If I was to tell you my name then you might have heard of me, so I will just tell you that my first name is John, or at least it was. It is a common name and will give nothing away – not that you could ever consider me and him to be the same person. Not anymore.

I spent years as a police officer and did some good things that earned me a reputation as a bit of a hero. But stress takes its toll, and I was retired out of the police force with all kinds of awards and commendations and all kinds of prescriptions as well. They called it post-traumatic stress disorder.

I never liked the drugs and I tried to find a way of thinking my way out of the funk I was in. That had always been my way – Resourceful John. No matter how bad it looks, think and then act and don’t bother about the consequences.

The problem was who I was. I needed to imagine a life where I was the very opposite of who John was. I developed an alter ego, I guess. Somebody who was everything John was not. John was aggressive, in control, disrespectful of authority and a man’s man. The other me needed to be passive, craving direction and unquestioningly obedient, and the opposite of a man. I called her Jill, and she was female.

By this point you may wish to stop reading my story if you think that this is too weird. But try to consider what I have been through and what I had to do to cope with my mental state. The creation of Jill was just supposed to be somebody in my head that could balance me. I could simply ask myself – ‘Jill, how would you deal with this?’ John would step aside, and all the crisis of the moment would evaporate. Jill had no concerns at all. As long as she did what she was told everything would be fine.

My counsellor was supposed to keep all of this secret, but after a while she suggested to me that maybe Jill should be “given physical form”. It was because she was starting to worry that internalizing things might be teetering on the edge of split personality disorder – what she called “Dissociative Identity Disorder”. She said that if Jill was able to exist within her own household it would be externalizing, and that would be better for me.

“The thing is that you actually need somebody to take charge of you,” she said. “It can’t be me, but I think I know who might be able to help. I have a very nice couple where the wife is an invalid – multiple sclerosis – they need an occasional maid. It might just suit Jill?”

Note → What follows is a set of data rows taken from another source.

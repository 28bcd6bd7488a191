//! Venue adapters ("liquidity sources") for the pricing aggregator, the
//! capability contract they implement, and the registry that owns them.

pub mod model;
pub mod optimizer;
pub mod registry;
pub mod source;
pub mod sources;

pub use {
    model::{
        DexKey, GasCost, ImprovedPoolPrice, NATIVE_TOKEN, PoolId, PoolPrices, QuoteShapeError,
        SRC_TOKEN_TRANSFER_FEE_POOL, Side, Token, TransferFeeParams, to_improved_pool_prices,
    },
    optimizer::{RateTransform, UnoptimizedRate},
    registry::{InvalidDexKey, Registry},
    source::{Capabilities, LiquiditySource, PricesQuery},
};
//! Adapter for venues whose prices come from an out-of-band rate feed
//! instead of warm on-chain state. Quotes are linear in the amount.

use {
    crate::{
        model::{DexKey, GasCost, PoolId, PoolPrices, Side, Token},
        source::{Capabilities, LiquiditySource, PricesQuery},
    },
    alloy_primitives::U256,
    anyhow::Result,
    std::sync::Arc,
};

/// Execution gas of a swap against the venue's settlement contract.
pub const GAS_COST_EXTERNAL_SWAP: u64 = 150_000;

/// Price of the destination token in source-token units, as an integer
/// ratio in smallest denominations.
#[derive(Clone, Copy, Debug)]
pub struct Rate {
    pub numerator: U256,
    pub denominator: U256,
}

/// Out-of-band price feed of an external venue, e.g. an RFQ HTTP API.
#[cfg_attr(any(test, feature = "test-util"), mockall::automock)]
#[async_trait::async_trait]
pub trait RateFetching: Send + Sync + 'static {
    /// The venue's current `from` → `to` rate, or `None` when the venue
    /// does not serve the pair.
    async fn rate(&self, from: &Token, to: &Token, block: u64) -> Result<Option<Rate>>;
}

pub struct ExternalRateSource {
    key: DexKey,
    fetcher: Arc<dyn RateFetching>,
}

impl ExternalRateSource {
    pub fn new(key: DexKey, fetcher: Arc<dyn RateFetching>) -> Self {
        Self { key, fetcher }
    }

    fn pool_id(&self, from: &Token, to: &Token) -> PoolId {
        PoolId(format!(
            "{}_{}",
            self.key,
            PoolId::pair_payload(from.address, to.address),
        ))
    }
}

fn mul_div(amount: U256, numerator: U256, denominator: U256) -> U256 {
    if denominator.is_zero() {
        return U256::ZERO;
    }
    amount
        .checked_mul(numerator)
        .map(|scaled| scaled / denominator)
        .unwrap_or_default()
}

#[async_trait::async_trait]
impl LiquiditySource for ExternalRateSource {
    fn key(&self) -> &DexKey {
        &self.key
    }

    fn capabilities(&self) -> Capabilities {
        Capabilities {
            constant_price_large_amounts: true,
            need_wrap_native: true,
            fee_on_transfer: false,
            pricing_lifecycle: false,
            cache_state_key: None,
        }
    }

    async fn pool_identifiers(
        &self,
        from: &Token,
        to: &Token,
        _side: Side,
        _block: u64,
    ) -> Result<Vec<PoolId>> {
        Ok(vec![self.pool_id(from, to)])
    }

    async fn prices_volume(&self, query: &PricesQuery<'_>) -> Result<Option<Vec<PoolPrices>>> {
        let Some(rate) = self
            .fetcher
            .rate(query.from, query.to, query.block)
            .await?
        else {
            return Ok(None);
        };

        let quote_one = |amount: U256| match query.side {
            Side::Sell => mul_div(amount, rate.numerator, rate.denominator),
            Side::Buy => mul_div(amount, rate.denominator, rate.numerator),
        };
        let fixed_token = match query.side {
            Side::Sell => query.from,
            Side::Buy => query.to,
        };

        Ok(Some(vec![PoolPrices {
            prices: query.amounts.iter().copied().map(quote_one).collect(),
            unit: quote_one(fixed_token.one_unit()),
            gas_cost: GasCost::Scalar(GAS_COST_EXTERNAL_SWAP),
            gas_cost_l2: None,
            exchange: self.key.clone(),
            pool_identifier: Some(self.pool_id(query.from, query.to)),
            pool_addresses: vec![],
            data: serde_json::json!({
                "rate": {
                    "numerator": rate.numerator.to_string(),
                    "denominator": rate.denominator.to_string(),
                },
            }),
        }]))
    }

    fn calldata_gas_cost(&self, _prices: &PoolPrices) -> GasCost {
        GasCost::Scalar(40_000)
    }
}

It sounded like such a deranged idea that I just decided to get out of there. It was a Jill thing to do. John would have called her a “crazy shrink”, but he was pushed out of the way that day. He exploded when I got back to the precinct, but that was the problem. It did get me thinking, and a couple of days later I went back to the counsellor and asked to meet this couple.

The husband was a really nice guy – old but fit and strong. His name was Gerry. His wife looked young but she was clearly very sick and weak. But they could cope. They didn’t need a maid, but they wanted to help me.

“I have always valued police officers,” said Gerry. “You keep us safe, and few people think about what the stress of the job is doing to you. If instead of going home as John you just want to come around here and be Jill for a while, we would love to give you that release. There is a spare room for Jill to make her own, by the laundry.”

I was still not convinced, but all it took was one shift that was close to the worst I have ever had in my career, to persuade me to call Gerry and ask whether Jill could come around and clean the floors.

The uniform was Gerry’s idea. He said that it might help me understand that I was not John when I was with them. He must have got it from some fancy-dress shop, or maybe even a fantasy boutique, but he was right – when I put it on I John was no more. I simply settled into chores about the house, humming a tune with barely a thought in my head.

But another part of the role that I did for them was spending time caring for Gerry’s wife. She really was a lovely lady and sometimes she said that all she needed was to just sit with me (Jill) and talk about girly things. I hardly even knew what such things were, but over the months I learned a whole lot.

She said that she liked to have stylish hair and makeup, but it was now too difficult – could I help? I said I would, and I learned about that as well.

“You have so much hair Jill, but you wear it way too short,” she said. “Let me give you some tablets that will help it to grow.”

“It is for work,” I explained. “My other job. But I could grow it out a bit, I guess.”

Becoming Jill as often as possible had become really important to me. So I found myself pushing things at work to allow me to be a better Jill than I was, and in the process maybe compromise my John. I might get up in my apartment and go straight to work and then go to their house and be Jill, or I might wake up there as Jill and hurry across to my apartment to change for work, depending on shifts.

Anyway, I grew my hair “in preparation for a potential undercover job”. Everybody seemed happy to accept that, but I have to say that it grew out soft and fine, but quite thick. It was down to the tablets that Jill had been taking. It got to the point that I had to use product to keep it from not looking like women’s hair, which I could then wash out before I dressed as Jill.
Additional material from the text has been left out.